[Mpi3-ft] Nonblocking Process Creation and Management

Josh Hursey jjhursey at open-mpi.org
Thu Apr 29 10:17:30 CDT 2010

Thanks for the feedback, more below.

On Apr 27, 2010, at 11:53 PM, Solt, David George wrote:

> This document says:
> 	"This call starts a nonblocking variant of MPI_COMM_SPAWN. It is  
> erroneous
> associated with
> 	the MPI_ICOMM_SPAWN operation.
> is marked
> 	for cancellation using MPI_CANCEL, then it must be the case that  
> either the
> 	operation completed ...."
> Maybe the first paragraph was meant for deletion?

Thanks for catching that. Fixed now.

>  It conflicts with the 2nd one.
> 	"It is a valid behavior for the MPI_COMM_ACCEPT call to
> 	timeout with accepting connections, and should not be considered
> 	an error."
> I think 'with' should be 'without' in the above text.

Yes it should be 'without'. Good catch. Thanks

> I haven't been focused on any discussions about cancel, so apologies  
> if my concerns have already been discussed.  We have only  
> implemented non-blocking MPI_Icomm_accept for a  singleton accepting  
> from another singleton so far since that's what we needed.  As I try  
> to expand this to the general case I'm getting concerned about the  
> difficulty of canceling any of these non-blocking collectives.

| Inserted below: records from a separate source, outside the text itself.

//! # elf_size
//! Find where an ELF image ends inside a file that may carry extra data
//! appended after it, such as a payload concatenated to a binary.
//! ## Usage
//! The size is resolved from three small reads: the identification prefix,
//! the ELF header and the last section header. The image ends at whichever
//! lies farther into the file, the end of the section header table or the end
//! of the last section's data. Both 32-bit and 64-bit images are supported in
//! either byte order.
//! ## Example
//! ```no_run
//! use elf_size::elf_size;
//!
//! let size = elf_size("target/app.bin").unwrap();
//! let bytes = std::fs::read("target/app.bin").unwrap();
//! let (image, payload) = size.split(&bytes).unwrap();
//! println!("{} byte image, {} byte payload", image.len(), payload.len());
//! ```
#![no_std]
extern crate alloc;
#[cfg(feature = "std")]
extern crate std;

pub mod elf;
mod error;
pub mod input;
mod size;

pub use ::elf::abi;
pub use crate::elf::{ElfClass, Endian};
pub use error::Error;
#[cfg(feature = "std")]
pub use input::ElfFile;
pub use input::{ElfBinary, ElfReader, IntoElfReader};
#[cfg(feature = "std")]
pub use size::get_elf_size;
pub use size::{ElfSize, elf_size, elf_size_from_reader};

pub type Result<T> = core::result::Result<T, Error>;
//! Resolution of the logical end of an ELF image
//!
//! An ELF image ends either with its section header table or with the data of
//! its last section, whichever lies farther into the file. Only the
//! identification prefix, the ELF header and the last section header are
//! read; everything past that point, such as a payload appended to the
//! binary, is never touched.

use crate::{
    Result,
    elf::{
        Elf32, Elf64, ElfClass, ElfIdent, ElfLayout, Endian, IDENT_SIZE, MAX_EHDR_SIZE,
        MAX_SHDR_SIZE,
    },
    error::{empty_section_table_error, overflow_error},
    input::{ElfReader, IntoElfReader},
};

/// The resolved extent of an ELF image.
#[derive(Debug, Clone, Copy, PartialEq, Eq)]
pub struct ElfSize {
    size: u64,
    sht_end: u64,
    last_section_end: u64,
    class: ElfClass,
    endian: Endian,
}

impl ElfSize {
    /// Offset one past the last byte of the ELF image.
    #[inline]
    pub fn size(&self) -> u64 {
        self.size
    }

    /// Offset one past the end of the section header table.
    #[inline]
    pub fn sht_end(&self) -> u64 {
        self.sht_end
    }

    /// Offset one past the end of the last section's data.
    #[inline]
    pub fn last_section_end(&self) -> u64 {
        self.last_section_end
    }

    #[inline]
    pub fn class(&self) -> ElfClass {
        self.class
    }

    #[inline]
    pub fn endian(&self) -> Endian {
        self.endian
    }

    /// Number of bytes a file of `file_len` bytes carries after the image.
    #[inline]
    pub fn trailing_len(&self, file_len: u64) -> u64 {
        file_len.saturating_sub(self.size)
    }

    /// Splits the full contents of a file into the ELF image and the bytes
    /// appended after it.
    ///
    /// Returns `None` if `bytes` is shorter than the image.
    pub fn split<'a>(&self, bytes: &'a [u8]) -> Option<(&'a [u8], &'a [u8])> {
        let size = usize::try_from(self.size).ok()?;
        if size > bytes.len() {
            return None;
        }
        Some(bytes.split_at(size))
    }
}

/// Resolves the size of the ELF image at the start of `source`.
///
/// `source` can be a path, a byte slice or an [`ElfReader`] implementation.
///
/// # Examples
/// ```no_run
/// let size = elf_size::elf_size("target/liba.so").unwrap();
/// println!("image ends at {:#x}", size.size());
/// ```
pub fn elf_size<'a, I>(source: I) -> Result<ElfSize>
where
    I: IntoElfReader<'a>,
{
    let mut reader = source.into_reader()?;
    elf_size_from_reader(&mut reader)
}

/// Resolves the size of the ELF image readable through `reader`.
pub fn elf_size_from_reader<R>(reader: &mut R) -> Result<ElfSize>
where
    R: ElfReader + ?Sized,
{
    let mut buf = [0u8; IDENT_SIZE];
    reader
        .read(&mut buf, 0)
        .map_err(|err| err.reading("e_ident"))?;
    let ident = ElfIdent::parse(reader.file_name(), &buf)?;
    #[cfg(feature = "log")]
    log::trace!(
        "[{}] {} {}",
        reader.shortname(),
        ident.class,
        ident.data
    );
    match ident.class {
        ElfClass::Elf32 => resolve::<Elf32, R>(reader, ident.data),
        ElfClass::Elf64 => resolve::<Elf64, R>(reader, ident.data),
    }
}

/// Legacy signed interface: the size of the ELF image in the file at `path`,
/// or `-1` on any failure.
///
/// With the `log` feature the diagnostic is emitted as an error record;
/// otherwise it is discarded. Prefer [`elf_size`] where the cause matters.
#[cfg(feature = "std")]
pub fn get_elf_size(path: impl AsRef<std::path::Path>) -> i64 {
    match elf_size(path.as_ref()) {
        Ok(size) => i64::try_from(size.size()).unwrap_or(-1),
        Err(_err) => {
            #[cfg(feature = "log")]
            log::error!("{_err}");
            -1
        }
    }
}

fn resolve<L, R>(reader: &mut R, endian: Endian) -> Result<ElfSize>
where
    L: ElfLayout,
    R: ElfReader + ?Sized,
{
    // The identification prefix is part of the header, so read from 0 again.
    let mut ehdr = [0u8; MAX_EHDR_SIZE];
    let ehdr = &mut ehdr[..L::EHDR_SIZE];
    reader
        .read(ehdr, 0)
        .map_err(|err| err.reading("ELF header"))?;
    let table = L::section_table(ehdr, endian);
    #[cfg(feature = "log")]
    log::trace!(
        "[{}] e_shoff: {:#x}, e_shentsize: {}, e_shnum: {}",
        reader.shortname(),
        table.shoff,
        table.shentsize,
        table.shnum
    );

    if table.shnum == 0 {
        return Err(empty_section_table_error(reader.file_name()));
    }
    let sht_end = table
        .end()
        .ok_or_else(|| overflow_error(reader.file_name(), "section header table end"))?;
    let last_shdr = table
        .last_entry_offset()
        .and_then(|offset| usize::try_from(offset).ok())
        .ok_or_else(|| overflow_error(reader.file_name(), "last section header offset"))?;

    let mut shdr = [0u8; MAX_SHDR_SIZE];
    let shdr = &mut shdr[..L::SHDR_SIZE];
    reader
        .read(shdr, last_shdr)
        .map_err(|err| err.reading("ELF section header"))?;
    let extent = L::section_extent(shdr, endian);
    let last_section_end = extent
        .end()
        .ok_or_else(|| overflow_error(reader.file_name(), "last section end"))?;
    #[cfg(feature = "log")]
    log::trace!(
        "[{}] last section: offset {:#x}, size {:#x}",
        reader.shortname(),
        extent.offset,
        extent.size
    );

    let size = sht_end.max(last_section_end);
    #[cfg(feature = "log")]
    log::debug!(
        "[{}] ELF image ends at {:#x} (sht_end {:#x}, last section end {:#x})",
        reader.shortname(),
        size,
        sht_end,
        last_section_end
    );
    Ok(ElfSize {
        size,
        sht_end,
        last_section_end,
        class: L::CLASS,
        endian,
    })
}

Yeah. It is going to be a point of concern, if not only for the fact  
that we are expanding the use of MPI_Cancel to include these  
collective operations and not others (before cancel was only defined  
for point-to-point communication).

> I doubt that we can rely on non-blocking collectives to implement
> MPI_Icomm_join, MPI_Icomm_accept, etc. since the non-blocking  
> collective group has decided they can't be cancelled (at least not  
> before the point where the operation becomes un-cancellable).  If  
> implementers internally allow cancelling collectives then why not  
> expose cancel of NB collectives to the users?  Has this group talked  
> to the NB collectives group about why cancel was not allowed for NB  
> collectives.  I am aware that the need to cancel an outstanding  
> MPI_Comm_accept was a motivator for this whole strategy.  We may  
> want some restriction, such as MPI_Cancel can only be done at the  
> root of an MPI_Icomm_accept or connect.

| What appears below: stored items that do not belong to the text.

//! Class-dependent header layouts
//!
//! The 32-bit and 64-bit ELF headers carry the same logical fields at
//! different offsets and widths. [`ElfLayout`] captures those differences so
//! the resolver can be written once and instantiated for [`Elf32`] and
//! [`Elf64`]. Field offsets and structure sizes are taken from the C-style
//! definitions in the `elf` crate.

use crate::elf::{ElfClass, Endian};
use core::mem::{offset_of, size_of};
use elf::{
    file::{Elf32_Ehdr, Elf64_Ehdr},
    section::{Elf32_Shdr, Elf64_Shdr},
};

/// Size of the largest ELF header of any class.
pub(crate) const MAX_EHDR_SIZE: usize = size_of::<Elf64_Ehdr>();
/// Size of the largest section header of any class.
pub(crate) const MAX_SHDR_SIZE: usize = size_of::<Elf64_Shdr>();

/// Location of the section header table, as declared by the ELF header.
#[derive(Debug, Clone, Copy, PartialEq, Eq)]
pub struct SectionTable {
    /// `e_shoff`
    pub shoff: u64,
    /// `e_shentsize`
    pub shentsize: u64,
    /// `e_shnum`
    pub shnum: u64,
}

impl SectionTable {
    /// File offset of the last entry in the table.
    ///
    /// Returns `None` when the table is empty or the offset overflows.
    #[inline]
    pub fn last_entry_offset(&self) -> Option<u64> {
        let index = self.shnum.checked_sub(1)?;
        self.shentsize.checked_mul(index)?.checked_add(self.shoff)
    }

    /// File offset one past the end of the table.
    #[inline]
    pub fn end(&self) -> Option<u64> {
        self.shentsize.checked_mul(self.shnum)?.checked_add(self.shoff)
    }
}

/// File extent of a single section, as declared by its section header.
#[derive(Debug, Clone, Copy, PartialEq, Eq)]
pub struct SectionExtent {
    /// `sh_offset`
    pub offset: u64,
    /// `sh_size`
    pub size: u64,
}

impl SectionExtent {
    /// File offset one past the end of the section's data.
    #[inline]
    pub fn end(&self) -> Option<u64> {
        self.offset.checked_add(self.size)
    }
}

/// Header layout of one ELF class.
pub trait ElfLayout {
    /// The class this layout decodes.
    const CLASS: ElfClass;
    /// Size in bytes of the ELF header.
    const EHDR_SIZE: usize;
    /// Size in bytes of one section header.
    const SHDR_SIZE: usize;

    /// Decodes the section header table location from a raw ELF header.
    ///
    /// `ehdr` must hold at least [`Self::EHDR_SIZE`] bytes.
    fn section_table(ehdr: &[u8], endian: Endian) -> SectionTable;

    /// Decodes the section extent from a raw section header.
    ///
    /// `shdr` must hold at least [`Self::SHDR_SIZE`] bytes.
    fn section_extent(shdr: &[u8], endian: Endian) -> SectionExtent;
}

/// 32-bit layout (`Elf32_Ehdr`, `Elf32_Shdr`).
#[derive(Debug, Clone, Copy)]
pub struct Elf32;

/// 64-bit layout (`Elf64_Ehdr`, `Elf64_Shdr`).
#[derive(Debug, Clone, Copy)]
pub struct Elf64;

impl ElfLayout for Elf32 {
    const CLASS: ElfClass = ElfClass::Elf32;
    const EHDR_SIZE: usize = size_of::<Elf32_Ehdr>();
    const SHDR_SIZE: usize = size_of::<Elf32_Shdr>();

    fn section_table(ehdr: &[u8], endian: Endian) -> SectionTable {
        SectionTable {
            shoff: endian.read_u32(ehdr, offset_of!(Elf32_Ehdr, e_shoff)) as u64,
            shentsize: endian.read_u16(ehdr, offset_of!(Elf32_Ehdr, e_shentsize)) as u64,
            shnum: endian.read_u16(ehdr, offset_of!(Elf32_Ehdr, e_shnum)) as u64,
        }
    }

    fn section_extent(shdr: &[u8], endian: Endian) -> SectionExtent {
        SectionExtent {
            offset: endian.read_u32(shdr, offset_of!(Elf32_Shdr, sh_offset)) as u64,
            size: endian.read_u32(shdr, offset_of!(Elf32_Shdr, sh_size)) as u64,
        }
    }
}

impl ElfLayout for Elf64 {
    const CLASS: ElfClass = ElfClass::Elf64;
    const EHDR_SIZE: usize = size_of::<Elf64_Ehdr>();
    const SHDR_SIZE: usize = size_of::<Elf64_Shdr>();

    fn section_table(ehdr: &[u8], endian: Endian) -> SectionTable {
        SectionTable {
            shoff: endian.read_u64(ehdr, offset_of!(Elf64_Ehdr, e_shoff)),
            shentsize: endian.read_u16(ehdr, offset_of!(Elf64_Ehdr, e_shentsize)) as u64,
            shnum: endian.read_u16(ehdr, offset_of!(Elf64_Ehdr, e_shnum)) as u64,
        }
    }

    fn section_extent(shdr: &[u8], endian: Endian) -> SectionExtent {
        SectionExtent {
            offset: endian.read_u64(shdr, offset_of!(Elf64_Shdr, sh_offset)),
            size: endian.read_u64(shdr, offset_of!(Elf64_Shdr, sh_size)),
        }
    }
}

Applying MPI_Cancel more broadly to the entire class of NB collectives  
becomes difficult since many of the collectives have a 'leave-early'  
type of semantic which makes it unclear what cancel could mean if some  
of the processes have already left the collective (maybe it just  
becomes non-cancelable at that point). I agree that we should talk  
with the collectives group about this a bit more. I hope we will get a  
chance to next week at the forum.

The one interesting aspect of the collective operations in the  
dynamics chapter is that they are all communicator creation  
collectives. So they have an implicit barrier at the bottom to either  
commit/create the new communicator or not as decided by the explicit  
or implicit 'root' of the collective. So the root can decided when/if  
the communicator creation call should be canceled while creating it.

So we discussed whether or not only the root should be allowed to call  
cancel. After discussion in the last meeting and in the teleconfs, we  
felt that it was relatively easy for the MPI implementation to provide  
the MPI_Cancel from any participating process. A non-root process  
participating in the MPI_Connect (for example) could call MPI_Cancel  
which will relay a message to the root of the collective indicating  
that rank X requested that the operation be canceled. The root then  
decides whether or not to cancel the operation, and sends out the  
decision to all participating processes (which are waiting for a  
decision to determine if they have created a communicator or not).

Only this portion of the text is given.